Collection entries
[Start of section]
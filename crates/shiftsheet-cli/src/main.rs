//! Shiftsheet CLI - shift roster building tool

mod config;
mod guard;

use std::path::{Path, PathBuf};
use std::time::Instant;

use anyhow::{bail, Context, Result};
use clap::{Parser, Subcommand};
use shiftsheet::prelude::*;
use shiftsheet::MemberColumns;

use config::LayoutConfig;
use guard::RunGuard;

#[derive(Parser)]
#[command(name = "shiftsheet")]
#[command(author, version, about = "Shift roster building and search tool")]
struct Cli {
    #[command(subcommand)]
    command: Commands,
}

#[derive(Subcommand)]
enum Commands {
    /// Build the individual roster from a job sheet
    Build {
        /// Job sheet CSV (jobs x time slots, cells name the assignee)
        job_sheet: PathBuf,

        /// Individual sheet CSV (rebuilt in place unless --output is given)
        individual_sheet: PathBuf,

        /// Output CSV file (default: overwrite the individual sheet)
        #[arg(short, long)]
        output: Option<PathBuf>,

        /// Number of job rows in the job sheet
        #[arg(short, long)]
        jobs: Option<u32>,

        /// Layout config file (TOML)
        #[arg(short, long)]
        config: Option<PathBuf>,
    },

    /// Search the member roster
    Search {
        /// Member roster CSV
        roster: PathBuf,

        /// Only members of this bureau
        #[arg(short, long)]
        bureau: Option<String>,

        /// Only members of this grade
        #[arg(short, long)]
        grade: Option<String>,

        /// Only members who can take this job
        #[arg(short, long)]
        job: Option<String>,

        /// Mark members already placed in this slot of the job sheet
        #[arg(long, requires = "job_sheet")]
        slot: Option<u16>,

        /// Job sheet CSV to check placement against
        #[arg(long, requires = "slot")]
        job_sheet: Option<PathBuf>,

        /// Layout config file (TOML), for the job sheet position
        #[arg(short, long)]
        config: Option<PathBuf>,

        /// Number of job rows in the job sheet
        #[arg(long)]
        jobs: Option<u32>,
    },

    /// Show information about a sheet CSV
    Info {
        /// Input CSV file
        input: PathBuf,
    },
}

fn main() -> Result<()> {
    let cli = Cli::parse();

    match cli.command {
        Commands::Build {
            job_sheet,
            individual_sheet,
            output,
            jobs,
            config,
        } => build(
            &job_sheet,
            &individual_sheet,
            output.as_deref(),
            jobs,
            config.as_deref(),
        ),
        Commands::Search {
            roster,
            bureau,
            grade,
            job,
            slot,
            job_sheet,
            config,
            jobs,
        } => search(
            &roster,
            MemberFilter { bureau, grade, job },
            slot,
            job_sheet.as_deref(),
            config.as_deref(),
            jobs,
        ),
        Commands::Info { input } => show_info(&input),
    }
}

fn load_layout(config: Option<&Path>, jobs: Option<u32>) -> Result<RosterLayout> {
    let file = match config {
        Some(path) => LayoutConfig::load(path)?,
        None => LayoutConfig::default(),
    };
    file.to_layout(jobs)
}

fn read_sheet(path: &Path) -> Result<Worksheet> {
    CsvReader::read_file(path, &CsvReadOptions::default())
        .with_context(|| format!("Failed to read '{}'", path.display()))
}

fn build(
    job_path: &Path,
    individual_path: &Path,
    output: Option<&Path>,
    jobs: Option<u32>,
    config: Option<&Path>,
) -> Result<()> {
    let Some(_guard) = RunGuard::acquire() else {
        bail!("A build is already in progress");
    };

    let layout = load_layout(config, jobs)?;
    let job_sheet = read_sheet(job_path)?;
    let mut individual_sheet = read_sheet(individual_path)?;

    let start = Instant::now();
    let result = build_roster(
        &job_sheet,
        &mut individual_sheet,
        &layout,
        &RenderOptions::default(),
    )
    .context("Roster build failed")?;
    let elapsed = start.elapsed();

    for warning in &result.warnings {
        eprintln!("Warning: {warning}");
    }

    let output = output.unwrap_or(individual_path);
    CsvWriter::write_file(&individual_sheet, output, &CsvWriteOptions::default())
        .with_context(|| format!("Failed to write '{}'", output.display()))?;

    println!(
        "Built {} span(s), {} warning(s) in {} ms -> {}",
        result.merged_spans,
        result.warnings.len(),
        elapsed.as_millis(),
        output.display()
    );
    Ok(())
}

fn search(
    roster_path: &Path,
    filter: MemberFilter,
    slot: Option<u16>,
    job_path: Option<&Path>,
    config: Option<&Path>,
    jobs: Option<u32>,
) -> Result<()> {
    let roster_sheet = read_sheet(roster_path)?;
    let used = roster_sheet
        .used_range()
        .context("Member roster is empty")?;
    let directory = MemberDirectory::from_grid(
        &roster_sheet.read_grid(&used),
        &MemberColumns::default(),
    );

    // With --slot, members already holding that slot get a marker.
    let job_grid = match (slot, job_path) {
        (Some(_), Some(path)) => {
            let layout = load_layout(config, jobs)?;
            let sheet = read_sheet(path)?;
            Some(sheet.read_grid(&layout.job_range()))
        }
        _ => None,
    };

    let matches = directory.filter(&filter);
    if matches.is_empty() {
        println!("No members match");
        return Ok(());
    }

    for member in &matches {
        let placed = match (&job_grid, slot) {
            (Some(grid), Some(slot)) if is_placed(grid, slot, &member.name) => " [placed]",
            _ => "",
        };
        println!(
            "{}\t{}\t{}\t{}{}",
            member.bureau,
            member.grade,
            member.name,
            member.jobs.join(","),
            placed
        );
    }
    println!("{} member(s)", matches.len());
    Ok(())
}

fn show_info(input: &Path) -> Result<()> {
    let sheet = read_sheet(input)?;

    println!("File: {}", input.display());
    println!("Sheet: {}", sheet.name());
    match sheet.used_range() {
        Some(range) => {
            println!("Used range: {}", range);
            println!(
                "Dimensions: {} rows x {} columns",
                range.end.row + 1,
                range.end.col + 1
            );
            println!("Non-empty cells: {}", sheet.cell_count());
        }
        None => println!("Sheet is empty"),
    }
    Ok(())
}
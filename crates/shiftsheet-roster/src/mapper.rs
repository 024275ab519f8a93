//! Assignment mapper
//!
//! Turns the job x slot grid (cells name the assigned individual) into the
//! individual x slot grid (cells name the assigned job). Tie-breaks are
//! deliberate and deterministic:
//!
//! - duplicate keys: the lowest-index individual row wins every write
//!   (first-match-wins);
//! - one individual assigned by two job rows in the same slot: the later
//!   job row's write survives (last-writer-wins).
//!
//! Neither situation is an error. Both, plus assignees with no matching
//! individual row, are reported as [`MapWarning`]s alongside the result.

use std::collections::HashMap;
use std::fmt;

use shiftsheet_core::Grid;

use crate::error::{Error, Result};
use crate::layout::RosterLayout;

/// A non-fatal finding collected while mapping
#[derive(Debug, Clone, PartialEq, Eq)]
pub enum MapWarning {
    /// A job cell names someone absent from the individual key column;
    /// the assignment was dropped
    UnmatchedAssignee {
        assignee: String,
        job_row: u32,
        slot: u16,
    },

    /// Two individual rows share a key; only the first ever receives writes
    DuplicateKey {
        key: String,
        first_row: u32,
        duplicate_row: u32,
    },

    /// A later job row overwrote an earlier, different job in the same slot
    ConflictingAssignment {
        individual_row: u32,
        slot: u16,
        kept: String,
        dropped: String,
    },
}

impl fmt::Display for MapWarning {
    fn fmt(&self, f: &mut fmt::Formatter<'_>) -> fmt::Result {
        match self {
            MapWarning::UnmatchedAssignee {
                assignee,
                job_row,
                slot,
            } => write!(
                f,
                "assignee '{}' (job row {}, slot {}) not found in the individual roster; dropped",
                assignee, job_row, slot
            ),
            MapWarning::DuplicateKey {
                key,
                first_row,
                duplicate_row,
            } => write!(
                f,
                "duplicate key '{}': row {} shadows row {}",
                key, first_row, duplicate_row
            ),
            MapWarning::ConflictingAssignment {
                individual_row,
                slot,
                kept,
                dropped,
            } => write!(
                f,
                "individual row {} slot {}: '{}' replaced '{}'",
                individual_row, slot, kept, dropped
            ),
        }
    }
}

/// Result of a mapping run: the filled individual grid plus warnings
#[derive(Debug, Clone, PartialEq, Eq)]
pub struct Mapped {
    /// The individual grid, with slot cells filled in
    pub grid: Grid,
    /// Findings collected during the scan, in scan order
    pub warnings: Vec<MapWarning>,
}

/// Map job assignments into the individual grid
///
/// Takes the individual grid by value (exclusive ownership for the
/// duration of the call) and returns it inside [`Mapped`]. Slot cells of
/// `individual` are expected to start empty; key cells are read, never
/// written.
///
/// Shape requirements are checked up front: `job_names` must cover
/// `layout.job_rows`, the job grid must span `layout.job_rows` x
/// `layout.slot_cols`, and the individual grid must be wide enough to hold
/// the key column and every slot column. The scan itself never fails.
pub fn map_assignments(
    job_grid: &Grid,
    job_names: &[String],
    mut individual: Grid,
    layout: &RosterLayout,
) -> Result<Mapped> {
    layout.validate()?;

    if job_grid.rows() < layout.job_rows || job_grid.cols() < layout.slot_cols {
        return Err(Error::JobGridShape {
            rows: job_grid.rows(),
            cols: job_grid.cols(),
            need_rows: layout.job_rows,
            need_cols: layout.slot_cols,
        });
    }
    if job_names.len() < layout.job_rows as usize {
        return Err(Error::JobNamesShape {
            names: job_names.len(),
            need: layout.job_rows,
        });
    }
    if individual.cols() < layout.individual_cols() {
        return Err(Error::IndividualGridShape {
            rows: individual.rows(),
            cols: individual.cols(),
            need_cols: layout.individual_cols(),
        });
    }

    let mut warnings = Vec::new();

    // Duplicate keys are reported once per shadowed row; the scan below
    // still honors first-match-wins regardless.
    let mut first_seen: HashMap<String, u32> = HashMap::new();
    for row in 0..individual.rows() {
        let key = individual.get(row, layout.key_col);
        if key.is_empty() {
            continue;
        }
        match first_seen.get(key) {
            Some(&first_row) => warnings.push(MapWarning::DuplicateKey {
                key: key.to_string(),
                first_row,
                duplicate_row: row,
            }),
            None => {
                first_seen.insert(key.to_string(), row);
            }
        }
    }

    for job_row in 0..layout.job_rows {
        for slot in 0..layout.slot_cols {
            let assignee = job_grid.get(job_row, slot);
            if assignee.is_empty() {
                continue;
            }

            let mut matched = false;
            for idv_row in 0..individual.rows() {
                let key = individual.get(idv_row, layout.key_col);
                if key.is_empty() || key != assignee {
                    continue;
                }

                // First matching individual row wins; stop scanning.
                let col = layout.slot_col(slot);
                let previous = individual.get(idv_row, col);
                if !previous.is_empty() && previous != job_names[job_row as usize] {
                    warnings.push(MapWarning::ConflictingAssignment {
                        individual_row: idv_row,
                        slot,
                        kept: job_names[job_row as usize].clone(),
                        dropped: previous.to_string(),
                    });
                }
                individual.set(idv_row, col, job_names[job_row as usize].clone());
                matched = true;
                break;
            }

            if !matched {
                warnings.push(MapWarning::UnmatchedAssignee {
                    assignee: assignee.to_string(),
                    job_row,
                    slot,
                });
            }
        }
    }

    if !warnings.is_empty() {
        log::debug!("mapping produced {} warning(s)", warnings.len());
    }

    Ok(Mapped {
        grid: individual,
        warnings,
    })
}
[End of section]
■ Exercise
Repeat exactly the lines of the data from the first one through the line with "use config::LayoutConfig;", both of them included.

■ Reply
filename crates/shiftsheet-cli/src/main.rs
//! Shiftsheet CLI - shift roster building tool

mod config;
mod guard;

use std::path::{Path, PathBuf};
use std::time::Instant;

use anyhow::{bail, Context, Result};
use clap::{Parser, Subcommand};
use shiftsheet::prelude::*;
use shiftsheet::MemberColumns;

use config::LayoutConfig;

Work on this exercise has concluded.